Underwriting concerns lead client to quit the process
Shelley MacIntyre, CHS
WE PUT critical illness insurance in place for my client’s husband. At the time, that’s what was most important to her— making sure his was in place and his financial plan was in order. She didn’t want to start her own.
A year later, she wanted to look at critical illness, and the first thing she wondered was why we didn’t put hers in place when we put her husband’s in place. Clients have selective memories.
We proceeded to move forward with her policy, but when it came back from underwriting, she had an exclusion due to something she hadn’t revealed that came out in the medical exam. So she decided, “I’m not going to get it because there’s a 70% chance it won’t pay out now.”
I dug deeper with her to find out where she came up with her statistics, because it was one illness out of the more than 20 that were covered. She really didn’t have a reason except that it hit a nerve with her, so she decided she wasn’t going to get coverage at all. I tried to explain the true statistics to her, but her mind was made up.
I found her decision very frustrating because she still needed the coverage. But because the underwriting process took so long, she had forgotten the importance of the product. I feel I could have done things differently in keeping the lines of communication open.
I found her decision very frustrating because she still needed the coverage. But because the underwriting process took so long, she had forgotten the importance of the product.
I didn’t realize when we first started the process that a health issue was going to come out later.
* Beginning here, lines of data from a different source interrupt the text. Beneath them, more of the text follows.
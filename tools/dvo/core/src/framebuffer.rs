//! Double-buffered pixel store shared between the emulation core and the
//! scanline interrupt.
//!
//! Pixels are palette indices packed four to a word, pixel `x` in byte
//! `x % 4` (little endian). The emulation core draws into the buffer named by
//! the current index; the interrupt reads the other one. A swap is a single
//! release store, so the interrupt may finish a line from the previous back
//! buffer. That one-line tear is accepted.

use alloc::boxed::Box;
use alloc::vec::Vec;
use core::sync::atomic::{AtomicU32, AtomicU8, Ordering};

use crate::config::Resolution;
use crate::error::ConfigError;

pub struct PixelBuffers {
    resolution: Resolution,
    words_per_row: usize,
    storage: &'static [AtomicU32],
    draw: AtomicU8,
}

impl PixelBuffers {
    /// Words needed for both buffers at `resolution`.
    pub fn storage_words(resolution: Resolution) -> usize {
        2 * (resolution.width as usize).div_ceil(4) * resolution.height as usize
    }

    /// Use caller-provided storage, e.g. carved out of external RAM.
    pub fn from_storage(resolution: Resolution, storage: &'static [AtomicU32]) -> Result<Self, ConfigError> {
        let required = Self::storage_words(resolution);
        if storage.len() < required {
            return Err(ConfigError::StorageTooSmall {
                len: storage.len(),
                required,
            });
        }

        Ok(Self {
            resolution,
            words_per_row: (resolution.width as usize).div_ceil(4),
            storage: &storage[..required],
            draw: AtomicU8::new(0),
        })
    }

    /// Allocate storage for the lifetime of the program.
    pub fn new(resolution: Resolution) -> Self {
        let words = Self::storage_words(resolution);
        let storage: Vec<AtomicU32> = (0..words).map(|_| AtomicU32::new(0)).collect();
        let storage: &'static [AtomicU32] = Box::leak(storage.into_boxed_slice());
        Self {
            resolution,
            words_per_row: (resolution.width as usize).div_ceil(4),
            storage,
            draw: AtomicU8::new(0),
        }
    }

    pub fn resolution(&self) -> Resolution {
        self.resolution
    }

    pub fn words_per_row(&self) -> usize {
        self.words_per_row
    }

    /// Index of the buffer the emulation core draws into.
    pub fn draw_index(&self) -> usize {
        self.draw.load(Ordering::Acquire) as usize
    }

    /// Present the draw buffer. Only called after a rendered frame.
    pub fn swap(&self) {
        self.draw.fetch_xor(1, Ordering::AcqRel);
    }

    fn row(&self, buffer: usize, y: usize) -> &[AtomicU32] {
        let buffer_words = self.words_per_row * self.resolution.height as usize;
        let start = buffer * buffer_words + y * self.words_per_row;
        &self.storage[start..start + self.words_per_row]
    }

    /// Row `y` of the displayed buffer, or `None` past the bottom.
    #[inline(always)]
    pub fn back_row(&self, y: usize) -> Option<&[AtomicU32]> {
        if y >= self.resolution.height as usize {
            return None;
        }
        Some(self.row(self.draw_index() ^ 1, y))
    }

    /// Row `y` of the draw buffer.
    pub fn draw_row(&self, y: usize) -> Option<&[AtomicU32]> {
        if y >= self.resolution.height as usize {
            return None;
        }
        Some(self.row(self.draw_index(), y))
    }

    /// Copy `pixels` into row `y` of the draw buffer. Excess pixels are ignored.
    pub fn write_row(&self, y: usize, pixels: &[u8]) {
        let Some(row) = self.draw_row(y) else {
            return;
        };
        let width = (self.resolution.width as usize).min(pixels.len());
        for (word, chunk) in row.iter().zip(pixels[..width].chunks(4)) {
            let mut bytes = word.load(Ordering::Relaxed).to_le_bytes();
            bytes[..chunk.len()].copy_from_slice(chunk);
            word.store(u32::from_le_bytes(bytes), Ordering::Relaxed);
        }
    }

    pub fn set_pixel(&self, x: usize, y: usize, index: u8) {
        if x >= self.resolution.width as usize {
            return;
        }
        if let Some(row) = self.draw_row(y) {
            let word = &row[x / 4];
            let shift = (x % 4) * 8;
            let value = word.load(Ordering::Relaxed) & !(0xff << shift) | (index as u32) << shift;
            word.store(value, Ordering::Relaxed);
        }
    }

    pub fn fill(&self, index: u8) {
        let word = u32::from_ne_bytes([index; 4]);
        for y in 0..self.resolution.height as usize {
            if let Some(row) = self.draw_row(y) {
                row.iter().for_each(|w| w.store(word, Ordering::Relaxed));
            }
        }
    }

    /// Unpack row `y` of the displayed buffer.
    pub fn read_back_row(&self, y: usize, out: &mut [u8]) {
        if let Some(row) = self.back_row(y) {
            for (chunk, word) in out.chunks_mut(4).zip(row) {
                let bytes = word.load(Ordering::Relaxed).to_le_bytes();
                chunk.copy_from_slice(&bytes[..chunk.len()]);
            }
        }
    }
}

#[cfg(test)]
mod tests {
    use super::*;
    use alloc::vec;
    use pretty_assertions::assert_eq;

    fn small() -> PixelBuffers {
        PixelBuffers::new(Resolution { width: 8, height: 2 })
    }

    #[test]
    fn drawing_is_invisible_until_swap() {
        let buffers = small();
        buffers.write_row(1, &[1, 2, 3, 4, 5, 6, 7, 8]);

        let mut out = vec![0u8; 8];
        buffers.read_back_row(1, &mut out);
        assert_eq!(out, vec![0; 8]);

        buffers.swap();
        buffers.read_back_row(1, &mut out);
        assert_eq!(out, vec![1, 2, 3, 4, 5, 6, 7, 8]);
        assert_eq!(buffers.draw_index(), 1);
    }

    #[test]
    fn set_pixel_touches_one_byte() {
        let buffers = small();
        buffers.fill(9);
        buffers.set_pixel(5, 0, 42);
        buffers.set_pixel(8, 0, 1);
        buffers.swap();

        let mut out = vec![0u8; 8];
        buffers.read_back_row(0, &mut out);
        assert_eq!(out, vec![9, 9, 9, 9, 9, 42, 9, 9]);
        assert!(buffers.back_row(2).is_none());
    }

    #[test]
    fn external_storage_must_fit() {
        let resolution = Resolution { width: 8, height: 2 };
        let storage: &'static [AtomicU32] = Box::leak((0..7).map(|_| AtomicU32::new(0)).collect::<Vec<_>>().into_boxed_slice());
        assert_eq!(
            PixelBuffers::from_storage(resolution, storage).err(),
            Some(ConfigError::StorageTooSmall { len: 7, required: 8 })
        );
    }
}
#[cfg(test)]
mod tests {
    use super::*;
    use alloc::boxed::Box;
    use core::cell::Cell;
    use dvo_audio::{audio_channel, AudioConfig, Gain};
    use pretty_assertions::assert_eq;
    use proptest::prelude::*;
    use std::rc::Rc;

    use crate::config::{Pinout, Resolution};

    /// Only moves when something spends time on it.
    #[derive(Clone, Default)]
    struct ManualClock(Rc<Cell<u64>>);

    impl ManualClock {
        fn advance(&self, us: u64) {
            self.0.set(self.0.get() + us);
        }
    }

    impl TimeDaemon for ManualClock {
        fn now_us(&self) -> u64 {
            self.0.get()
        }

        fn busy_wait_us(&self, us: u64) {
            self.advance(us);
        }
    }

    /// Spends the next scripted cost on every frame.
    struct ScriptedCore {
        clock: ManualClock,
        costs: Vec<u64>,
        next: usize,
        renders: Vec<bool>,
    }

    impl ScriptedCore {
        fn new(clock: &ManualClock, costs: Vec<u64>) -> Self {
            Self {
                clock: clock.clone(),
                costs,
                next: 0,
                renders: Vec::new(),
            }
        }
    }

    impl EmulationCore for ScriptedCore {
        fn run_one_frame(&mut self, target: &mut FrameTarget) {
            let cost = self.costs.get(self.next).copied().unwrap_or(0);
            self.next += 1;
            self.clock.advance(cost);
            self.renders.push(target.render());
            if target.render() {
                target.pixels().fill(self.next as u8 % 200);
            }
        }

        fn mix_audio(&mut self, dst: &mut [i16], frames: usize) {
            dst[..frames * 2].fill(100);
        }
    }

    fn quiet_audio() -> AudioConfig {
        AudioConfig {
            sample_rate: 4_800,
            frame_rate: 60,
            frames_per_chunk: 80,
            depth: 4,
            gain: Gain::UNITY,
            low_watermark: 0,
            fade_frames: 16,
        }
    }

    fn leak<T>(value: T) -> &'static T {
        Box::leak(Box::new(value))
    }

    fn video() -> (&'static PixelBuffers, &'static Palette) {
        (
            leak(PixelBuffers::new(Resolution { width: 8, height: 2 })),
            leak(Palette::new(Pinout::default())),
        )
    }

    fn scheduler<P: SkipPolicy>(
        policy: P,
        costs: Vec<u64>,
    ) -> (FrameScheduler<'static, ManualClock, ScriptedCore, P>, ManualClock, dvo_audio::AudioConsumer) {
        let clock = ManualClock::default();
        let (pixels, palette) = video();
        let (tx, rx) = audio_channel(quiet_audio());
        let core = ScriptedCore::new(&clock, costs);
        let sched = FrameScheduler::new(clock.clone(), core, policy, SchedulerConfig::default(), pixels, palette, tx);
        (sched, clock, rx)
    }

    #[test]
    fn on_time_frames_wait_for_the_deadline() {
        let (mut sched, clock, _rx) = scheduler(AdaptiveSkip::new(), vec![5_000; 3]);
        let first = sched.tick();
        assert_eq!(clock.now_us(), 16_667 + 5_000);
        assert!(first.rendered);
        assert_eq!(first.late_us, 0);
        assert_eq!(first.limiter, Limiter::Soft);
        assert_eq!(first.audio, Publish::Published);

        sched.tick();
        assert_eq!(clock.now_us(), 2 * 16_667 + 5_000);
    }

    #[test]
    fn jitter_under_tolerance_counts_as_on_time() {
        let (mut sched, clock, _rx) = scheduler(AdaptiveSkip::new(), vec![]);
        clock.advance(16_667 + 900);
        let report = sched.tick();
        assert_eq!(report.late_us, 0);
        assert_eq!(report.limiter, Limiter::Soft);
    }

    #[test]
    fn late_frames_skip_within_budget() {
        // every frame costs 22ms against a 16.7ms period
        let (mut sched, _clock, _rx) = scheduler(AdaptiveSkip::new(), vec![22_000; 8]);
        let reports: Vec<FrameReport> = (0..8).map(|_| sched.tick()).collect();
        let renders: Vec<bool> = reports.iter().map(|r| r.rendered).collect();
        // one skip while under a period late, then up to four once past it
        assert_eq!(renders, [true, false, true, false, false, false, false, true]);
        assert!(reports[4].late_us > 16_667);
    }

    #[test]
    fn late_frames_use_the_hard_clamp() {
        let (mut sched, clock, _rx) = scheduler(AdaptiveSkip::new(), vec![]);
        clock.advance(16_667 + 5_000);
        let report = sched.tick();
        assert_eq!(report.late_us, 5_000);
        assert_eq!(report.limiter, Limiter::Hard);
        assert!(!report.rendered);
    }

    #[test]
    fn far_behind_resynchronises() {
        let (mut sched, clock, _rx) = scheduler(AdaptiveSkip::new(), vec![]);
        clock.advance(16_667 * 10);
        let report = sched.tick();
        assert!(report.resynced);
        assert!(report.rendered);
        assert_eq!(report.late_us, 0);
        assert_eq!(sched.deadline_us(), clock.now_us() + 16_667);
    }

    #[test]
    fn swap_happens_only_on_rendered_frames() {
        let (mut sched, clock, _rx) = scheduler(AdaptiveSkip::new(), vec![]);
        let pixels = sched.pixels;
        let before = pixels.draw_index();
        sched.tick();
        assert_eq!(pixels.draw_index(), before ^ 1);

        clock.advance(16_667 + 8_000);
        assert!(!sched.tick().rendered);
        assert_eq!(pixels.draw_index(), before ^ 1);
    }

    #[test]
    fn audio_is_published_on_skipped_frames_too() {
        let (mut sched, _clock, mut rx) = scheduler(AdaptiveSkip::new(), vec![30_000; 3]);
        let reports: Vec<FrameReport> = (0..3).map(|_| sched.tick()).collect();
        assert!(reports.iter().any(|r| !r.rendered));
        assert_eq!(sched.audio().published(), 3);

        let mut out = [0u32; 80];
        rx.next_chunk(&mut out);
        assert_eq!(out[79], dvo_audio::mixing::pack(100, 100));
    }

    #[test]
    fn full_ring_drops_chunk_without_stalling() {
        let (mut sched, _clock, _rx) = scheduler(AdaptiveSkip::new(), vec![]);
        let reports: Vec<Publish> = (0..5).map(|_| sched.tick().audio).collect();
        assert_eq!(reports[..4], [Publish::Published; 4]);
        assert_eq!(reports[4], Publish::Dropped);
    }

    #[test]
    fn cap30_halves_the_video_rate() {
        let clock = ManualClock::default();
        let (pixels, palette) = video();
        let (tx, _rx) = audio_channel(quiet_audio());
        let config = SchedulerConfig {
            cap30_hold_us: Some(500_000),
            ..SchedulerConfig::default()
        };
        let core = ScriptedCore::new(&clock, vec![]);
        let mut sched = FrameScheduler::new(clock.clone(), core, AdaptiveSkip::new(), config, pixels, palette, tx);

        clock.advance(16_667 + 20_000);
        assert!(!sched.tick().rendered);
        assert!(sched.policy().capped());
        // the overloaded frame itself was skipped, so frame 1 must render
        let renders: Vec<bool> = (0..6).map(|_| sched.tick().rendered).collect();
        assert_eq!(renders, [true, true, false, true, false, true]);
    }

    #[test]
    fn pattern_renders_two_of_six() {
        let pattern = FixedPattern::render_of(2, 6).unwrap();
        let (mut sched, _clock, _rx) = scheduler(pattern, vec![]);
        let renders: Vec<bool> = (0..12).map(|_| sched.tick().rendered).collect();
        assert_eq!(
            renders,
            [true, false, false, true, false, false, true, false, false, true, false, false]
        );
    }

    #[test]
    fn pattern_rejects_impossible_cycles() {
        assert_eq!(
            FixedPattern::render_of(0, 6),
            Err(ConfigError::SkipPattern { rendered: 0, cycle: 6 })
        );
        assert!(FixedPattern::render_of(3, 33).is_err());
        assert!(FixedPattern::from_bits(0b1000, 3).is_err());
        assert!(FixedPattern::from_bits(0b100, 3).is_ok());
    }

    #[test]
    fn balance_skips_after_a_period_of_debt() {
        let config = SchedulerConfig::default();
        let mut policy = BalanceSkip::new();
        let ctx = FrameContext {
            frame: 0,
            now_us: 0,
            late_us: 0,
            consecutive_skips: 0,
            queue_fill: 0,
        };

        policy.frame_finished(0, &config);
        policy.frame_finished(16_667 + 500, &config);
        assert_eq!(policy.balance_us(), 0);

        let mut now = 16_667 + 500;
        for _ in 0..2 {
            now += 16_667 + 9_000;
            policy.frame_finished(now, &config);
        }
        assert_eq!(policy.balance_us(), 18_000);
        assert!(policy.should_skip(&ctx, &config));

        now += 1_000;
        policy.frame_finished(now, &config);
        assert!(!policy.should_skip(&ctx, &config));
    }

    #[test]
    fn stats_close_a_window_per_second() {
        let (mut sched, _clock, _rx) = scheduler(AdaptiveSkip::new(), vec![1_000; 70]);
        let mut closed = 0;
        for _ in 0..70 {
            sched.tick();
            if sched.last_summary().is_some() && closed == 0 {
                closed = 1;
                let summary = sched.last_summary().unwrap();
                assert_eq!(summary.frames, 60);
                assert_eq!(summary.skipped, 0);
                assert_eq!(summary.emul_render_max_us, 1_000);
            }
        }
        assert_eq!(closed, 1);
    }

    proptest! {
        #[test]
        fn prop_consecutive_skips_are_bounded(
            costs in proptest::collection::vec(0u64..120_000, 1..300),
            dynamic in any::<bool>(),
        ) {
            let frames = costs.len();
            let policy: Box<dyn SkipPolicy + Send> = if dynamic {
                Box::new(AdaptiveSkip::new())
            } else {
                Box::new(FixedPattern::render_of(1, 8).unwrap())
            };
            let (mut sched, _clock, _rx) = scheduler(policy, costs);
            let bound = sched.config().max_skip_extended;

            let mut run = 0;
            for _ in 0..frames {
                let report = sched.tick();
                run = if report.rendered { 0 } else { run + 1 };
                prop_assert!(run <= bound);
                prop_assert_eq!(run, report.consecutive_skips);
            }
        }

        #[test]
        fn prop_adaptive_respects_its_budget(costs in proptest::collection::vec(0u64..40_000, 1..300)) {
            let frames = costs.len();
            let (mut sched, _clock, _rx) = scheduler(AdaptiveSkip::new(), costs);
            let config = *sched.config();
            for _ in 0..frames {
                let report = sched.tick();
                if report.late_us <= config.period_us as i64 && !report.rendered {
                    prop_assert!(report.consecutive_skips <= config.max_skip_normal);
                }
            }
        }
    }
}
Clients often will say they are totally healthy. When you dig deeper, you may find out they’re on blood pressure medication or they’re diabetic, so you ask them about it.
They normally respond with something like, “Well, yes, I have those things, but I’m totally healthy. They’re all under control.” I don’t think they really realize the implications, so it requires a lot of follow-up questions.
I definitely learned after this to spend time with clients and communicate through the whole underwriting process. I make sure that if it’s going to take a couple of months for underwriting to go through, I communicate at least every couple of weeks with the client.
This situation reaffirmed to me that the communication piece is essential.